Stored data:

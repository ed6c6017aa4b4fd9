//! Schema unification over per-block metadata.
//!
//! The aggregator treats this as a black box: it hands over every block's
//! metadata in bundle order and takes whatever schema comes back.

use blockplan_core::metadata::BlockMetadata;
use blockplan_core::schema::{DataType, Field, Schema};

/// Merge the schemas of an ordered run of blocks into one.
///
/// Implementations must be pure and deterministic for a given input order.
pub trait SchemaUnifier: Send + Sync {
    fn unify(&self, metadata: &[&BlockMetadata]) -> Option<Schema>;
}

impl<F> SchemaUnifier for F
where
    F: Fn(&[&BlockMetadata]) -> Option<Schema> + Send + Sync,
{
    fn unify(&self, metadata: &[&BlockMetadata]) -> Option<Schema> {
        self(metadata)
    }
}

/// Default unifier.
///
/// Unknown and empty schemas are skipped. Fields are merged by name in
/// first-seen order; numeric columns widen, and a column missing from some
/// blocks becomes nullable. Any other type conflict yields the first known
/// schema unchanged.
#[derive(Debug, Default, Clone, Copy)]
pub struct MergeSchemaUnifier;

impl SchemaUnifier for MergeSchemaUnifier {
    fn unify(&self, metadata: &[&BlockMetadata]) -> Option<Schema> {
        let known: Vec<&Schema> = metadata
            .iter()
            .filter_map(|m| m.schema.as_ref())
            .filter(|s| !s.is_empty())
            .collect();

        let (first, rest) = known.split_first()?;
        if rest.iter().all(|s| s == first) {
            return Some((*first).clone());
        }

        let mut fields: Vec<Field> = first.fields.clone();
        for schema in rest {
            for field in &schema.fields {
                match fields.iter_mut().find(|f| f.name == field.name) {
                    Some(existing) => match widen(existing.data_type, field.data_type) {
                        Some(t) => {
                            existing.data_type = t;
                            existing.nullable |= field.nullable;
                        }
                        None => {
                            tracing::debug!(
                                column = %field.name,
                                left = ?existing.data_type,
                                right = ?field.data_type,
                                "incompatible column types; keeping first schema"
                            );
                            return Some((*first).clone());
                        }
                    },
                    None => fields.push(field.clone()),
                }
            }
        }

        for field in &mut fields {
            if known.iter().any(|s| s.index_of(&field.name).is_none()) {
                field.nullable = true;
            }
        }

        Some(Schema::new(fields))
    }
}

fn widen(a: DataType, b: DataType) -> Option<DataType> {
    if a == b {
        return Some(a);
    }
    if a.is_integer() && b.is_integer() {
        return Some(DataType::Int64);
    }
    if (a.is_integer() || a.is_float()) && (b.is_integer() || b.is_float()) {
        return Some(DataType::Float64);
    }
    None
}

WHAT IS EXPECTED: In the data, find how many lines hold the string "self", and answer with the number only.

TASK RESPONSE: 4